Please take a look. (I have backed this out of R-patched.)
Comment 3 Rob Hyndman 2013-07-23 05:49:30 UTC
OK. That is being caused by a degenerate model being fitted (where the standard error of the coefficient will always be infinite). The author is attempting to fit a model with a time trend, but including both first and seasonal differencing, which makes the time trend redundant.

Even before my proposed fix, the ARIMA model was returning NaN for the trend coefficient. With the proposed fix, the problem is simply being captured earlier.

It *should* be returned as an error, or at least as an estimate with infinite variance.
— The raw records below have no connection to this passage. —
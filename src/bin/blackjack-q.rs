//! blackjack-q CLI - Train and evaluate tabular Q-learning blackjack agents
//!
//! This CLI provides a unified interface for:
//! - Training agents with exploring starts
//! - Evaluating trained agents, policy tables and baselines
//! - Exporting greedy policies and Q-tables
//! - Printing policy tables

use anyhow::Result;
use blackjack_q::{
    cli::commands::{evaluate, export, show, train},
    logging::init_logging,
};
use clap::{Parser, Subcommand};

#[derive(Parser)]
#[command(name = "blackjack-q")]
#[command(version, about = "Tabular Q-learning for two-action blackjack", long_about = None)]
struct Cli {
    /// Enable debug logging (overridden by RUST_LOG)
    #[arg(long, short = 'v', global = true)]
    verbose: bool,

    #[command(subcommand)]
    command: Commands,
}

#[derive(Subcommand)]
enum Commands {
    /// Train a Q-learning agent
    Train(Box<train::TrainArgs>),

    /// Evaluate a strategy on naturally dealt hands
    Evaluate(evaluate::EvaluateArgs),

    /// Export a trained agent as a policy table or CSV
    Export(export::ExportArgs),

    /// Print the policy of an agent or policy file
    Show(show::ShowArgs),
}

fn main() -> Result<()> {
    let cli = Cli::parse();
    init_logging(cli.verbose);

    match cli.command {
        Commands::Train(args) => train::execute(*args),
        Commands::Evaluate(args) => evaluate::execute(args),
        Commands::Export(args) => export::execute(args),
        Commands::Show(args) => show::execute(args),
    }
}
Let me think about how to handle that more gracefully and get back to you.


(In reply to comment #2)
> Unfortunately the revised version fails in caschrono:
> 
> Errors in running code in vignettes:
> when running code in ‘Anx5.Rnw’
>   ...
> > x1 = as.matrix(seq(1, length(y2)))
> 
> > x2 = as.matrix(seq(1, length(y2))^2)
> 
> > (m1 = Arima(y2, order = c(1, 1, 0), seasonal = list(order = c(0, 
> +     1, 1), period = 12), xreg = x1))
> 
>   When sourcing ‘Anx5.R’:
> Error: non-finite value supplied by optim
> 
> Please take a look. (I have backed this out of R-patched.)
Comment 4 Rob Hyndman 2013-07-31 06:11:10 UTC
Here is an alternative that will proceed with the existing approach if the model on differenced data is degenerate. 

Replace line 195 of arima.R with the following:

dx <- x
dxreg <- xreg
if(order[2L] > 0) {
  dx <- diff(dx, 1, order[2L])
  dxreg <- diff(dxreg, 1, order[2L])
}
if(seasonal$period > 1 & seasonal$order[2L] > 0) {
  x <- diff(dx, seasonal$period, seasonal$order[2L])
  dxreg <- diff(dxreg, seasonal$period, seasonal$order[2L])
}
if(length(dx) > ncol(dxreg))
  fit <- lm(dx ~ dxreg - 1, na.action = na.omit)
else
  fit <- list(rank=0)
if(fit$rank==0) {
  # Degenerate model. Proceed anyway so as not to break old code
  fit <- lm(x ~ xreg - 1, na.action = na.omit)
}


(In reply to comment #2)
> Unfortunately the revised version fails in caschrono:
> 
> Errors in running code in vignettes:
> when running code in ‘Anx5.Rnw’
>   ...
> > x1 = as.matrix(seq(1, length(y2)))
> 
> > x2 = as.matrix(seq(1, length(y2))^2)
> 
> > (m1 = Arima(y2, order = c(1, 1, 0), seasonal = list(order = c(0, 
> +     1, 1), period = 12), xreg = x1))
> 
>   When sourcing ‘Anx5.R’:
> Error: non-finite value supplied by optim
> 
> Please take a look. (I have backed this out of R-patched.)
Comment 5 Brian Ripley 2013-07-31 09:44:31 UTC
Thanks, incorporated now and ported to R-patched.